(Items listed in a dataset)
- - -

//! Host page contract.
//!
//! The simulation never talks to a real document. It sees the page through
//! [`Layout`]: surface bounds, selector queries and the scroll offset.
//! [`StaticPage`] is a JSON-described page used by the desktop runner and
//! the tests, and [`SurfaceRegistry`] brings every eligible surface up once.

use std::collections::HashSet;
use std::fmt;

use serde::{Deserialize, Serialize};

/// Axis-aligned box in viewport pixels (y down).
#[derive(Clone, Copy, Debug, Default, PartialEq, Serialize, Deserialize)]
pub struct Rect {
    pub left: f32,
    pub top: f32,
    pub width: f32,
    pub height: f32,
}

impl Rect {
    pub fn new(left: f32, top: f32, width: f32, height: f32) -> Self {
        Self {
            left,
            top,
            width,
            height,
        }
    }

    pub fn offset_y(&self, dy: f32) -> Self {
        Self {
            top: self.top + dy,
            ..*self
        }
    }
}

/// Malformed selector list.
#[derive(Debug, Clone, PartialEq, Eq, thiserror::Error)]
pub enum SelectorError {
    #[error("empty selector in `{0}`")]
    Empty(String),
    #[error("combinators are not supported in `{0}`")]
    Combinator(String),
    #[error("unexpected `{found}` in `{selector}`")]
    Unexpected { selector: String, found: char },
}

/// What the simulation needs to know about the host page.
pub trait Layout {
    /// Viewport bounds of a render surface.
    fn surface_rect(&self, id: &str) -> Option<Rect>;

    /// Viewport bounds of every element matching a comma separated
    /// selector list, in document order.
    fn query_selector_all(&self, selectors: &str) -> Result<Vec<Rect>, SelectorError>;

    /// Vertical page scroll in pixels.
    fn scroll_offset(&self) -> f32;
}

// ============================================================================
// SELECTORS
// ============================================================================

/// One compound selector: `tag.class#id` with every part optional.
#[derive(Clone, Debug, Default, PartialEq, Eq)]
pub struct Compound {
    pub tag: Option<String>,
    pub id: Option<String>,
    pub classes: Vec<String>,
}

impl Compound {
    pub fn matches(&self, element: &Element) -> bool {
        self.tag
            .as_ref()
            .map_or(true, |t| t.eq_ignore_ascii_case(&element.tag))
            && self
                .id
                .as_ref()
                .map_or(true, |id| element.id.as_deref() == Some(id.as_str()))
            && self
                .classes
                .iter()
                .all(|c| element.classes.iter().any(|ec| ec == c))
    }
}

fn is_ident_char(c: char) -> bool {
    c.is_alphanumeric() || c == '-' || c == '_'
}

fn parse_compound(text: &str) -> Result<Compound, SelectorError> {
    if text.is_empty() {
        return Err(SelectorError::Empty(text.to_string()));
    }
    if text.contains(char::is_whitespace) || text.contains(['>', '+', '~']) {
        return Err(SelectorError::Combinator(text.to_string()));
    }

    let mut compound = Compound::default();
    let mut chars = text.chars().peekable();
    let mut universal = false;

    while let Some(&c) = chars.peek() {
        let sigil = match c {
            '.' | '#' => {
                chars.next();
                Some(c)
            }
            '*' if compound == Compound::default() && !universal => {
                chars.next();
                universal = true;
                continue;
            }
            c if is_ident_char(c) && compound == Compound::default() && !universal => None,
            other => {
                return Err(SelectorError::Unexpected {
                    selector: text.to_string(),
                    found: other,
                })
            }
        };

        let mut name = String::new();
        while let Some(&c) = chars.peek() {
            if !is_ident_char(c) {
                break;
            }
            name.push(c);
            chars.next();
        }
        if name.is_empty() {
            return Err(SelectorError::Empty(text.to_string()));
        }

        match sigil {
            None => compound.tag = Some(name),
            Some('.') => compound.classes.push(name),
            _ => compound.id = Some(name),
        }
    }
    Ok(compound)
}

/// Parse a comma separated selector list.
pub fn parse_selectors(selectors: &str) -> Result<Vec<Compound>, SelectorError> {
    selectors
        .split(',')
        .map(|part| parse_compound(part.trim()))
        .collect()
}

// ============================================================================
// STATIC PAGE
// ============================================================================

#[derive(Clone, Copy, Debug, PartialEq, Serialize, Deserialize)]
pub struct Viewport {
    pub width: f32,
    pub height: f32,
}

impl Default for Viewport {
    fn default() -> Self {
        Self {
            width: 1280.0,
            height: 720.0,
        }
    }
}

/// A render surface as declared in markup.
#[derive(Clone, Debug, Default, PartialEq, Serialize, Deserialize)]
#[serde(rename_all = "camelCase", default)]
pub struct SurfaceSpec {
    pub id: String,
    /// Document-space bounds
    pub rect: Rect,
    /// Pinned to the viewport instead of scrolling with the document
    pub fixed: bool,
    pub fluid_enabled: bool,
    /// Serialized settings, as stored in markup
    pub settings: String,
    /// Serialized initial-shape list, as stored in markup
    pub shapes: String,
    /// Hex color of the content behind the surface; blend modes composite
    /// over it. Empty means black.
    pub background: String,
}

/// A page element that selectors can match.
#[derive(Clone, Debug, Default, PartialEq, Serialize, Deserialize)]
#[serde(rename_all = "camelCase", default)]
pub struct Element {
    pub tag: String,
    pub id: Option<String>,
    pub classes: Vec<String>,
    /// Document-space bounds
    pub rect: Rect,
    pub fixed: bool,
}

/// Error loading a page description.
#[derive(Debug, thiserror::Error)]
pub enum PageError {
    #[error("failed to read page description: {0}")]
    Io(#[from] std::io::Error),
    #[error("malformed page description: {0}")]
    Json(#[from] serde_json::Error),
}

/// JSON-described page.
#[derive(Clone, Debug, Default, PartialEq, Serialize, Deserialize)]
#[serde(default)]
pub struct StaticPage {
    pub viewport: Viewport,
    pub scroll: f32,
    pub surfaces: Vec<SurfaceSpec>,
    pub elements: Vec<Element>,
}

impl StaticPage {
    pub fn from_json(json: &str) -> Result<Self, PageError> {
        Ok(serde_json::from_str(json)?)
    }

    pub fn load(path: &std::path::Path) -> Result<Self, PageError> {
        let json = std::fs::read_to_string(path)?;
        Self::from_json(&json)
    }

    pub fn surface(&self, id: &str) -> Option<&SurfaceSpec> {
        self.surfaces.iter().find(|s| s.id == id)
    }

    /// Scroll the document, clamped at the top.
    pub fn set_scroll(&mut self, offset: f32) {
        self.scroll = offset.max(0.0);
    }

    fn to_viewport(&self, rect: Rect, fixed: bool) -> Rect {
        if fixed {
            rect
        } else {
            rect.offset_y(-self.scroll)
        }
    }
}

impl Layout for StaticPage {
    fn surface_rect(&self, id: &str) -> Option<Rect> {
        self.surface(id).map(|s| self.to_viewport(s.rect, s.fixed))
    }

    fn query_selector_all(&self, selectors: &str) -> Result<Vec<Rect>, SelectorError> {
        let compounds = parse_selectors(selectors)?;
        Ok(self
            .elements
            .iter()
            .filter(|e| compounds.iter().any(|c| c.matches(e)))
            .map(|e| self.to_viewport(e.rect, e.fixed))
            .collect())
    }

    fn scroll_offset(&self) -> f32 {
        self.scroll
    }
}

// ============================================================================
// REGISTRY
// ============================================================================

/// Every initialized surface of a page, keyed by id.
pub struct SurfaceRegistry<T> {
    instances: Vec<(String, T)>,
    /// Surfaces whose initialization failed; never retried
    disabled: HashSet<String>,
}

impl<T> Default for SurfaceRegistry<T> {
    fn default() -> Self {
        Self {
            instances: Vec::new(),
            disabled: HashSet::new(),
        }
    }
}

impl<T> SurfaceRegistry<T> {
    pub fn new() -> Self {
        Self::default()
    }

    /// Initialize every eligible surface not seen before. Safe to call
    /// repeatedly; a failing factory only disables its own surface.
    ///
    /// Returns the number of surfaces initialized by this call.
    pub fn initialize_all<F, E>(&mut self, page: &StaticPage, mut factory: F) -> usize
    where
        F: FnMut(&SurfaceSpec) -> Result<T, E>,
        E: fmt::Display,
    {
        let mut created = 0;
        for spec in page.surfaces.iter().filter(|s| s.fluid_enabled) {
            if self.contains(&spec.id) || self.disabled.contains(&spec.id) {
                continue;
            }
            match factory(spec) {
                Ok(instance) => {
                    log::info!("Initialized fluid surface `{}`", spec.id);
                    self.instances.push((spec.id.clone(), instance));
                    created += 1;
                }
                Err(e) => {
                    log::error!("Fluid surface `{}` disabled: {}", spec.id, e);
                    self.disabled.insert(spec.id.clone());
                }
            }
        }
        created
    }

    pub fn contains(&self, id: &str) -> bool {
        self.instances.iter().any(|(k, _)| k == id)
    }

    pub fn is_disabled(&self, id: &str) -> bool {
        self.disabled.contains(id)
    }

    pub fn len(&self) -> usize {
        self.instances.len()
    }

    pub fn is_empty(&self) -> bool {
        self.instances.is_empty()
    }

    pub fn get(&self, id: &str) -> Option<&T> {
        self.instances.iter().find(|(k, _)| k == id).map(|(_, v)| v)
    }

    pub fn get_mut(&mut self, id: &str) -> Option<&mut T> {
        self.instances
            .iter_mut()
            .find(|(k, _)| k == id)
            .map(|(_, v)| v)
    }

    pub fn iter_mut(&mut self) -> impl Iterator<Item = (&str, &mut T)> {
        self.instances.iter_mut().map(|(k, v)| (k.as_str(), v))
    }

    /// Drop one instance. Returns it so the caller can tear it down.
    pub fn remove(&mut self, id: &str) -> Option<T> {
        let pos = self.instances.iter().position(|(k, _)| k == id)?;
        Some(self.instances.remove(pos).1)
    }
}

- - -

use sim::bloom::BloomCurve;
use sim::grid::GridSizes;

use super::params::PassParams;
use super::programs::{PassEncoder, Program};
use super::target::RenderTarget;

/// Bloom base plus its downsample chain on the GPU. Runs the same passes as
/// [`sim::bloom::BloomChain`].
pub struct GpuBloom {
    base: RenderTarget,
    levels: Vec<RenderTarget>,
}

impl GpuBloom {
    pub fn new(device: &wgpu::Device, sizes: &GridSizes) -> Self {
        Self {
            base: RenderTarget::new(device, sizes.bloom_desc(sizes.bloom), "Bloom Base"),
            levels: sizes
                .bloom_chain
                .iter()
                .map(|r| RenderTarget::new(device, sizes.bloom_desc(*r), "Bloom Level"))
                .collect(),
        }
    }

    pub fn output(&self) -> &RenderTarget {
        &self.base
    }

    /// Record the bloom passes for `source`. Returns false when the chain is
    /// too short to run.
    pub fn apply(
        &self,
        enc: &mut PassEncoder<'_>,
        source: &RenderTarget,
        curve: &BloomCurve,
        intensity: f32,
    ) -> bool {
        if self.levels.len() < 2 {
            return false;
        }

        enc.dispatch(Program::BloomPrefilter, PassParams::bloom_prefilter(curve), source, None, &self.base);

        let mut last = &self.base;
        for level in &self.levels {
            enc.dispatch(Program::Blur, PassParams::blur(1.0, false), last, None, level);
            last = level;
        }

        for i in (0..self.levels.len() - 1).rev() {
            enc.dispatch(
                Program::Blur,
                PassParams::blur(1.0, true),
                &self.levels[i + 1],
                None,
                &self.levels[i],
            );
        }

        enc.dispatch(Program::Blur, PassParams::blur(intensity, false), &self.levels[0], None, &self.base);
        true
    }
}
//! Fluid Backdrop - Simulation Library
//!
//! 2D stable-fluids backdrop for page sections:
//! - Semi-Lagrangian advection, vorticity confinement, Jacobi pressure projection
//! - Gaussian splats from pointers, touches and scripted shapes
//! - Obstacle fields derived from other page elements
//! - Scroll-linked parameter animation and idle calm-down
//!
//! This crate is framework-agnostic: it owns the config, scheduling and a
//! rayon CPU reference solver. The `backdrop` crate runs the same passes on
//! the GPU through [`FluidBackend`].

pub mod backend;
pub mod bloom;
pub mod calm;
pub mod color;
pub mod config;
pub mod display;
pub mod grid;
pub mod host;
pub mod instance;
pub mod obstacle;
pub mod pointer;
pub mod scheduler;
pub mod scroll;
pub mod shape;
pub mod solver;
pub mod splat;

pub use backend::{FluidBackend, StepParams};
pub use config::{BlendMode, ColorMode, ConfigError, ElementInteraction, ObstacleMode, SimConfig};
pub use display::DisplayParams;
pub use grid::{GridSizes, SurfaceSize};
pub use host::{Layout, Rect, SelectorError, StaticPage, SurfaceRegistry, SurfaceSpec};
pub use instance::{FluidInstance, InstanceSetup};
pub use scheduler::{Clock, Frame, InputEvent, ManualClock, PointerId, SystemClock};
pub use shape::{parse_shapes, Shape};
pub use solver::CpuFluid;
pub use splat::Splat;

- - -

• [Task objective] Leave out every line above except those from the line with "Host page contract." up to and including the line with "pixels (y down).", and copy those exactly.

• [Your response]
//! Host page contract.
//!
//! The simulation never talks to a real document. It sees the page through
//! [`Layout`]: surface bounds, selector queries and the scroll offset.
//! [`StaticPage`] is a JSON-described page used by the desktop runner and
//! the tests, and [`SurfaceRegistry`] brings every eligible surface up once.

use std::collections::HashSet;
use std::fmt;

use serde::{Deserialize, Serialize};

/// Axis-aligned box in viewport pixels (y down).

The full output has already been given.